MATERIAL PROVIDED section start

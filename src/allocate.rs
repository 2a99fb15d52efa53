// =============================================================================
// indexheap — Allocate
// =============================================================================

use core::ptr;

use crate::arena::Arena;
use crate::config::{blocks_for_bytes, FIRST_FIT, FREE_FLAG};
use crate::freelist::unlink_free;
use crate::list::make_new_block;

/// Serves an allocation request of `size` bytes from `arena`.
///
/// Returns null for a zero-size request or when the arena has no room
/// left, including when the index space itself would be exhausted.
pub fn allocate<const N: usize>(arena: &Arena<N>, size: usize) -> *mut u8 {
    if size == 0 {
        return ptr::null_mut();
    }
    let k = blocks_for_bytes(size) as u16;

    // Walk the free list looking for an interior block that fits, while
    // keeping track of the terminal frontier node (the block whose
    // neighbor-list successor is the end-of-heap marker) in case nothing
    // does.
    let head = arena.next_free(0);
    let mut best: Option<(u16, u16)> = None;
    let mut frontier: Option<u16> = None;

    if head == 0 {
        if arena.next_block_index(0) == 0 {
            // Arena has never been touched: the sentinel itself stands in
            // for the frontier.
            frontier = Some(0);
        } else {
            // Block 1 exists but the free list is empty: every cell is
            // either live or was the terminal frontier and got absorbed
            // (e.g. by a reallocate that then couldn't replant it) without
            // anything free left behind. Nothing to split, nowhere to
            // extend into.
            crate::warn!("allocate: free list exhausted, no frontier to extend");
            return ptr::null_mut();
        }
    } else {
        let mut cf = head;
        loop {
            let next_idx = arena.next_block_index(cf);
            if next_idx != 0 {
                let bs = next_idx - cf;
                if bs >= k {
                    if FIRST_FIT {
                        best = Some((cf, bs));
                        break;
                    }
                    best = match best {
                        None => Some((cf, bs)),
                        Some((_, best_bs)) if bs < best_bs => Some((cf, bs)),
                        other => other,
                    };
                }
            } else {
                frontier = Some(cf);
            }

            let next_free = arena.next_free(cf);
            if next_free == 0 {
                break;
            }
            cf = next_free;
        }
    }

    if let Some((cf, bs)) = best {
        if bs == k {
            unlink_free(arena, cf);
            crate::debug!("allocate: exact-fit cell {} ({} cells)", cf, bs);
            return arena.data_ptr(cf);
        }
        // Carve the new allocation from the high end of the free region so
        // the free list needs no surgery: the head keeps its place on the
        // list, just shrunk.
        let tail = make_new_block(arena, cf, bs - k, FREE_FLAG);
        crate::debug!("allocate: split cell {} ({} cells) -> {} ({} cells)", cf, bs, tail, k);
        return arena.data_ptr(tail);
    }

    let mut cf = match frontier {
        Some(c) => c,
        None => unreachable!("free list is missing its terminal frontier node"),
    };

    if cf as usize + k as usize + 1 >= N {
        crate::warn!("allocate: out of memory requesting {} cells", k);
        return ptr::null_mut();
    }

    if cf == 0 {
        // First-ever allocation: materialize block 1 out of the zeroed
        // arena before treating it as the frontier to extend.
        arena.set_next_block_raw(0, 1);
        arena.set_next_free(0, 1);
        cf = 1;
    }

    let new_frontier = cf + k;
    let pf = arena.prev_free(cf);
    arena.set_next_free(pf, new_frontier);
    // Carries the (possibly still virgin, all-zero) frontier cell forward:
    // its next_block/next_free terminators and prev_free link move intact.
    arena.copy_cell(cf, new_frontier);
    // The frontier is always free by definition; force the flag since a
    // virgin cell's copied bytes are all zero (no flag bit set).
    let raw = arena.next_block_raw(new_frontier);
    arena.set_next_block_raw(new_frontier, raw | FREE_FLAG);
    arena.set_next_block_raw(cf, new_frontier);
    arena.set_prev_block(new_frontier, cf);

    crate::debug!("allocate: extended frontier, cell {} ({} cells)", cf, k);
    arena.data_ptr(cf)
}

MATERIAL PROVIDED section end

→ GOAL OF THE EXERCISE
Check each line of the data above, and please copy the ones in which the string "Option" occurs.

→ WRITTEN REPLY
    let mut best: Option<(u16, u16)> = None;
    let mut frontier: Option<u16> = None;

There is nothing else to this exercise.